Lifestyle, not Tricks
In my view, this
system is good for only one type of person — the person who wants to do a “real” diet but lacks the willpower to do so. When I say “real” diet, what I really mean is a lifestyle change when it comes to eating and excercising.
To put it another way, this Shangri-La system should be used as a tool to help one do the right thing — not be considered the right thing itself. Anyone who makes that mistake is going to get slapped back to reality sooner rather than later.
I find it interesting and useful for two reasons. First, I think that being overweight is all about lifestyle. And I think that changing one’s lifestyle while heavy is very difficult. Often times a boost at the beginning is very beneficial, and I think this system can serve as that boost. It’s a vicious cycle being fat — too tired to excercise so why not just sit on the couch. Since I’m on the couch I might as well eat. Since I just ate I might as well take a nap. Wow, nice life.
I find that the lack of energy is the most damaging symptom of being overweight; it’s the one that leads to the other bad habits. As such, I think a quick boost of energy resulting from some fast weight loss (then leading to motivation to do a couple workouts and/or eat more healthy), will lead to a good amount of positive momentum. That momentum can then be translated into actually living right, i.e. eating smaller meals, eating healthier meals, working out more, etc.
In short, I see this system as nothing more than an interesting catalyst toward a proper diet — not a diet in and of itself.
My Approach
So anyway, here’s what I’m going to do:
- Sugar water (3Tbs/1 Liter of Water) twice a day.
- Make a serious effort to reduce portion size. Not limit what I eat, just how much.
- Head to my brand new grocery store and stock up on some healthy frozen dinners (do they make those?), as well as some fruit and vegetable snacks.
- Try and get out and walk for half an hour at least every other night.
- Head to the gym at least once a week. That’s not much, but it’s way more than usual.

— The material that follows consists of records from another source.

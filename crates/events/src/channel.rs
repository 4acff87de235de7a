//! Single-consumer transport over a `tokio::sync::mpsc` channel.

use tokio::sync::mpsc;

use pixbatch_core::{JobIndex, ProgressStatus};

use crate::bus::ProgressEvent;
use crate::notifier::ProgressNotifier;

/// Notifier that forwards every event to one receiver.
///
/// The channel is unbounded so `notify` never waits on a slow consumer.
/// Events sent after the receiver is dropped are discarded.
#[derive(Clone)]
pub struct ChannelNotifier {
    sender: mpsc::UnboundedSender<ProgressEvent>,
}

impl ChannelNotifier {
    /// Create a notifier and the receiver that drains it.
    pub fn new() -> (Self, mpsc::UnboundedReceiver<ProgressEvent>) {
        let (sender, receiver) = mpsc::unbounded_channel();
        (Self { sender }, receiver)
    }
}

impl ProgressNotifier for ChannelNotifier {
    fn notify(&self, index: JobIndex, status: ProgressStatus) {
        let _ = self.sender.send(ProgressEvent::new(index, status));
    }
}

#[cfg(test)]
mod tests {
    use super::*;

    #[tokio::test]
    async fn events_arrive_in_emission_order() {
        let (notifier, mut rx) = ChannelNotifier::new();

        notifier.notify(0, ProgressStatus::Processing);
        notifier.notify(1, ProgressStatus::Processing);
        notifier.notify(0, ProgressStatus::Completed);
        drop(notifier);

        let mut got = Vec::new();
        while let Some(event) = rx.recv().await {
            got.push((event.index, event.status));
        }
        assert_eq!(
            got,
            vec![
                (0, ProgressStatus::Processing),
                (1, ProgressStatus::Processing),
                (0, ProgressStatus::Completed),
            ]
        );
    }

    #[test]
    fn closed_receiver_is_ignored() {
        let (notifier, rx) = ChannelNotifier::new();
        drop(rx);
        notifier.notify(0, ProgressStatus::Failed);
    }
}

Basically, I’m going to make some minor changes that I think I can sustain. Not major changes that are impossible to stick to, just minor ones that don’t take a huge amount of effort. I don’t think this is going to result in that much weight loss, but I think it’ll be enjoyable to see what it
does do.
So, starting now, I weigh 250lbs (6′1”). It’s the 15th of May. I’ll keep you updated.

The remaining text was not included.